Tuesday, September 29, 2009

The spiritual side of running

Years ago, I learned that there is a spiritual aspect to running. The lesson came courtesy of old-friend Paul Emery. Paul has always been off on one adventure or another and he always tries to drag others along with him. Somehow, Paul dragged me into his adventure de jour - training with John Christiansen to run a marathon.

Training with them began a pattern that lasted for about 9 months - rise before first light every other Saturday then wait under the street lamp in front of my house for John and Paul to run by. They'd come into view and I'd clamp-in and hold on for the trip. I soon learned that when these guys said they were going to run around town, they meant they were going to run AROUND town.

I also learned that it was natural through the hours and miles to talk about our lives and the people we touch. And every so often, John would respond by beginning to pray. We'd be huffing along, having just spoken about some problem or loved one and John would start, "Oh Lord Jesus, we ask..."

For me, prayer had always been either whisper or thought - rarely ever louder than a murmur. But these prayers were preceded by the heavy inhales of a 12 or 14 mile run and they were issued on the heavy exhales that followed. These prayers came from the diaphragm and most began with that "Oh" that comes from deep in the lungs and perhaps from deep in the soul. We prayed, not in our Sunday best, but in our sweatty mess. The rhythm of the prayers was not from a piano or pipe organ, but from the pounding of our feet and the punctuation came courtesy of the measure of our breath.

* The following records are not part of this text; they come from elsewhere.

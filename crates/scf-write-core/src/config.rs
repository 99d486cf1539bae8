use alloy_primitives::{Address, TxHash};
use serde::{Deserialize, Serialize};
use std::time::Duration;

pub const DEFAULT_RECEIPT_POLL_MS: u64 = 5_000;

/// Tunables read from the panel anchor's `data-controller-config` attribute.
#[derive(Debug, Clone, PartialEq, Eq, Serialize, Deserialize)]
#[serde(default)]
pub struct ControllerConfig {
    pub receipt_poll_interval_ms: u64,
    pub address_path: String,
    pub tx_path: String,
}

impl Default for ControllerConfig {
    fn default() -> Self {
        Self {
            receipt_poll_interval_ms: DEFAULT_RECEIPT_POLL_MS,
            address_path: "/address/".to_owned(),
            tx_path: "/tx/".to_owned(),
        }
    }
}

impl ControllerConfig {
    pub fn from_json(raw: &str) -> Result<Self, serde_json::Error> {
        serde_json::from_str(raw)
    }

    pub fn receipt_poll_interval(&self) -> Duration {
        Duration::from_millis(self.receipt_poll_interval_ms)
    }

    pub fn address_link(&self, account: &Address) -> String {
        format!("{}{account}", self.address_path)
    }

    pub fn tx_link(&self, hash: &TxHash) -> String {
        format!("{}{hash}", self.tx_path)
    }
}
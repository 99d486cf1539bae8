/// Display name for a chain id, used in chain-mismatch warnings.
pub fn network_display_name(chain_id: u64) -> String {
    let name = match chain_id {
        1 => "Ethereum Mainnet",
        3 => "Ropsten Testnet",
        4 => "Rinkeby Testnet",
        5 => "Goerli Testnet",
        10 => "Optimism",
        42 => "Kovan Testnet",
        56 => "BNB Smart Chain",
        77 => "POA Sokol Testnet",
        99 => "POA Core",
        100 => "Gnosis Chain",
        137 => "Polygon Mainnet",
        324 => "zkSync Era",
        8453 => "Base",
        17000 => "Holesky Testnet",
        42161 => "Arbitrum One",
        43114 => "Avalanche C-Chain",
        59144 => "Linea",
        534352 => "Scroll",
        11155111 => "Sepolia Testnet",
        other => return format!("Unknown network ({other})"),
    };
    name.to_owned()
}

I learned from these guys that long runs lend themselves to thought and introspection. And I soon found it natural, while training by myself, to ponder and sometimes to pray. In the intervening years, my training has waxed and waned.

There have been times when I have sensed God encourage me to "run distances - it's like meditation." I have acted on that only in rare stretches.

But I was brought back to it again about two weeks ago. It was after church and dressed in my Sunday best, when I could feel my midsection pressing out against my belt. In the previous months, I had run consistently, but in short bursts of about 20 -25 minutes. I was in good shape, but not keeping the weight off. So I grabbed our friends, Jon and Betsy Hughes (http://www.trackshack.com/) and asked them if there was anything about my running that I might tweak for the sake of my waist line.

They basically encourage me to do the I'd sensed from God - run distances. So I've begun once again to build up my distance.

Once again, I find that when the run's uneven and frenetic start is behind me, and when the finish is still way out there, and when there is nothing to do but settle in with pace and patience, then the thinking begins in earnest. It IS like meditation. Perhaps, as with yoga, it's all in the breathing. Whatever it is, people come to mind - a cloud of witnesses - and it is natural to pray for them or praise Him with an "Oh" that begins from deep down inside.